__Instructions to follow__. Search the data for the word "than" and copy every line that contains it.

■ ■ ■

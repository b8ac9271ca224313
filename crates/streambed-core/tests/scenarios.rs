//! End-to-end scenarios: fixed windows of size 10ms, allowed lateness 1ms, windows `[0, 10)` and
//! `[10, 20)`, matching the reference scenarios used to pin this core's observable contract.

use std::error::Error;
use std::sync::Arc;
use streambed_core::{BatchDriver, DoFn, DoFnSignature, ElementContext, OutputReceiver, ReduceFnRunner, ReduceFnRunnerDrain, StatefulRunner, VecOutputReceiver, WindowingStrategy};
use streambed_trigger::Trigger;
use streambed_types::{
    CountingMetricSink, Element, NoopMetricSink, PipelineOptions, StateNamespace, Timestamp, Window, WindowedValue,
    DROPPED_DUE_TO_LATENESS,
};

/// A running-sum `DoFn`, optionally requiring event-time sorted input.
struct RunningSum {
    sorted: bool,
}

impl DoFn<&'static str, i64, i64> for RunningSum {
    fn signature(&self) -> DoFnSignature {
        DoFnSignature {
            requires_time_sorted_input: self.sorted,
            has_window_expiration: false,
        }
    }

    fn process_element(
        &mut self,
        ctx: &mut dyn ElementContext<&'static str>,
        timestamp: Timestamp,
        value: &i64,
        out: &mut dyn OutputReceiver<i64>,
    ) -> Result<(), Box<dyn Error + Send + Sync>> {
        let ns = StateNamespace::window(ctx.window());
        let cell = ctx.state().value_cell::<i64>(ns, "total")?;
        let total = cell.read().copied().unwrap_or(0) + value;
        cell.write(total);
        out.push(
            None,
            WindowedValue {
                value: total,
                timestamp,
                window: ctx.window(),
                pane: streambed_types::PaneInfo::default(),
            },
        );
        Ok(())
    }
}

#[test]
fn s1_late_element_is_dropped_with_no_output() {
    let metrics = Arc::new(CountingMetricSink::new());
    let mut runner = StatefulRunner::new("hello", Box::new(RunningSum { sorted: false }), 1, metrics.clone());
    runner.timers_mut().advance_input_watermark(streambed_types::MAX_TIMESTAMP).unwrap();

    let mut out = VecOutputReceiver::default();
    let options = PipelineOptions::default();
    runner
        .process_element(Element::new(1, 0, Window::new(0, 10)), &mut out, &options)
        .unwrap();

    assert_eq!(metrics.get(DROPPED_DUE_TO_LATENESS), 1);
    assert!(out.outputs.is_empty());
}

#[test]
fn s2_gc_preserves_a_sibling_windows_timers() {
    let metrics = Arc::new(NoopMetricSink);
    let mut runner = StatefulRunner::new("k", Box::new(RunningSum { sorted: false }), 1, metrics);
    let options = PipelineOptions::default();
    let mut out = VecOutputReceiver::default();

    let w1 = Window::new(0, 10);
    runner.process_element(Element::new(1, 1, w1), &mut out, &options).unwrap();
    runner.timers_mut().advance_input_watermark(12).unwrap();
    BatchDriver::drain_ready_timers(&mut streambed_core::StatefulRunnerDrain { runner: &mut runner, out: &mut out }).unwrap();

    let w2 = Window::new(10, 20);
    runner.process_element(Element::new(1, 10, w2), &mut out, &options).unwrap();
    runner.process_element(Element::new(1, 10, w2), &mut out, &options).unwrap();
    assert_eq!(out.outputs.last().unwrap().1.value, 2);

    runner.timers_mut().advance_input_watermark(streambed_types::MAX_TIMESTAMP).unwrap();
    BatchDriver::drain_ready_timers(&mut streambed_core::StatefulRunnerDrain { runner: &mut runner, out: &mut out }).unwrap();
}

#[test]
fn s3_ordered_delivery_sees_ascending_event_timestamps() {
    let metrics = Arc::new(NoopMetricSink);
    let mut runner = StatefulRunner::new("k", Box::new(RunningSum { sorted: true }), 1, metrics);
    let options = PipelineOptions { ordering_enabled: true, ..Default::default() };
    let mut out = VecOutputReceiver::default();

    let w = Window::new(0, 10);
    runner.process_element(Element::new(1, 5, w), &mut out, &options).unwrap();
    runner.process_element(Element::new(2, 4, w), &mut out, &options).unwrap();
    assert!(out.outputs.is_empty(), "sorted delivery buffers until the flush timer fires");

    BatchDriver::drain_to_completion(&mut streambed_core::StatefulRunnerDrain { runner: &mut runner, out: &mut out }).unwrap();

    let totals: Vec<i64> = out.outputs.iter().map(|(_, wv)| wv.value).collect();
    assert_eq!(totals, vec![2, 3]);
    let timestamps: Vec<Timestamp> = out.outputs.iter().map(|(_, wv)| wv.timestamp).collect();
    assert_eq!(timestamps, vec![4, 5]);
}

#[test]
fn s4_unordered_delivery_sees_arrival_order() {
    let metrics = Arc::new(NoopMetricSink);
    let mut runner = StatefulRunner::new("k", Box::new(RunningSum { sorted: false }), 1, metrics);
    let options = PipelineOptions::default();
    let mut out = VecOutputReceiver::default();

    let w = Window::new(0, 10);
    runner.process_element(Element::new(1, 5, w), &mut out, &options).unwrap();
    runner.process_element(Element::new(2, 4, w), &mut out, &options).unwrap();

    let totals: Vec<i64> = out.outputs.iter().map(|(_, wv)| wv.value).collect();
    assert_eq!(totals, vec![1, 3]);
}

#[test]
fn s5_duplicate_element_dropped_once_ordered_buffer_has_closed() {
    let metrics = Arc::new(CountingMetricSink::new());
    let mut runner = StatefulRunner::new("k", Box::new(RunningSum { sorted: true }), 1, metrics.clone());
    let options = PipelineOptions { ordering_enabled: true, ..Default::default() };
    let mut out = VecOutputReceiver::default();

    // A one-millisecond window: maxTimestamp = 0, so expiration = 0 + allowedLateness(1) = 1.
    let w = Window::new(0, 1);
    runner.process_element(Element::new(1, 0, w), &mut out, &options).unwrap();
    runner.timers_mut().advance_input_watermark(2).unwrap();
    runner.process_element(Element::new(1, 0, w), &mut out, &options).unwrap();

    assert_eq!(metrics.get(DROPPED_DUE_TO_LATENESS), 1);
}

#[test]
fn s6_group_also_by_window_emits_one_pane_per_window() {
    let strategy = WindowingStrategy::fixed(10, Trigger::AfterWatermark, 1);
    let mut runner = ReduceFnRunner::<&str, i64>::new("k", strategy, Arc::new(NoopMetricSink));
    let mut out = VecOutputReceiver::default();
    let options = PipelineOptions::default();

    let placeholder = Window::new(0, 10);
    let elements = vec![
        Element::new(1, 2, placeholder),
        Element::new(2, 5, placeholder),
        Element::new(3, 12, placeholder),
        Element::new(4, 15, placeholder),
    ];

    BatchDriver::run_group_also_by_window(&mut runner, elements, &mut out, &options).unwrap();

    assert_eq!(out.outputs.len(), 2);
    let mut sums: Vec<i64> = out.outputs.iter().map(|(_, wv)| wv.value.iter().sum()).collect();
    sums.sort();
    assert_eq!(sums, vec![3, 7]);
    assert!(out.outputs.iter().all(|(_, wv)| wv.pane.is_last));
}

#[test]
fn reduce_fn_runner_drain_helper_is_reachable_directly() {
    // Exercises the lower-level `ReduceFnRunnerDrain`/`drain_to_completion` path that
    // `run_group_also_by_window` wraps, for hosts that need to interleave more work between the
    // element-processing and drain phases than the convenience wrapper allows.
    let strategy = WindowingStrategy::fixed(10, Trigger::AfterWatermark, 1);
    let mut runner = ReduceFnRunner::<&str, i64>::new("k", strategy, Arc::new(NoopMetricSink));
    let mut out = VecOutputReceiver::default();
    let placeholder = Window::new(0, 10);

    runner
        .process_elements(vec![Element::new(5, 1, placeholder)], &mut out, &PipelineOptions::default())
        .unwrap();
    BatchDriver::drain_to_completion(&mut ReduceFnRunnerDrain { runner: &mut runner, out: &mut out }).unwrap();

    assert_eq!(out.outputs.len(), 1);
}

#[test]
fn p7_persisted_state_survives_a_resume_unmutated() {
    // `into_parts`/`resume` is the persistence boundary (§6): a host persists by holding onto (or
    // encoding) the returned stores and resumes by constructing a fresh runner against them. Two
    // calls to `into_parts` with no intervening mutation must hand back equivalent contents.
    let metrics = Arc::new(NoopMetricSink);
    let mut runner = StatefulRunner::new("k", Box::new(RunningSum { sorted: false }), 1, metrics.clone());
    let options = PipelineOptions::default();
    let mut out = VecOutputReceiver::default();

    let w = Window::new(0, 10);
    runner.process_element(Element::new(4, 2, w), &mut out, &options).unwrap();
    runner.process_element(Element::new(5, 3, w), &mut out, &options).unwrap();
    assert_eq!(out.outputs.last().unwrap().1.value, 9);

    let (state, timers) = runner.into_parts();
    let mut resumed = StatefulRunner::resume("k", Box::new(RunningSum { sorted: false }), 1, metrics, state, timers);

    // The running total survives the round trip: the next element's sum picks up where the
    // pre-resume runner left off, rather than starting over from a fresh `StateStore`.
    let mut out2 = VecOutputReceiver::default();
    resumed.process_element(Element::new(6, 4, w), &mut out2, &options).unwrap();
    assert_eq!(out2.outputs.last().unwrap().1.value, 15);

    // The GC timer scheduled by the pre-resume elements is still pending after the resume, not
    // lost or duplicated: advancing straight to +∞ and draining clears the window exactly once.
    resumed.timers_mut().advance_input_watermark(streambed_types::MAX_TIMESTAMP).unwrap();
    BatchDriver::drain_ready_timers(&mut streambed_core::StatefulRunnerDrain { runner: &mut resumed, out: &mut out2 }).unwrap();
    let (state_after, _) = resumed.into_parts();
    assert!(state_after.namespace_is_empty(StateNamespace::window(w)));
}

■ ■ ■

__Solution to the problem__.
    // element-processing and drain phases than the convenience wrapper allows.
    // pre-resume runner left off, rather than starting over from a fresh `StateStore`.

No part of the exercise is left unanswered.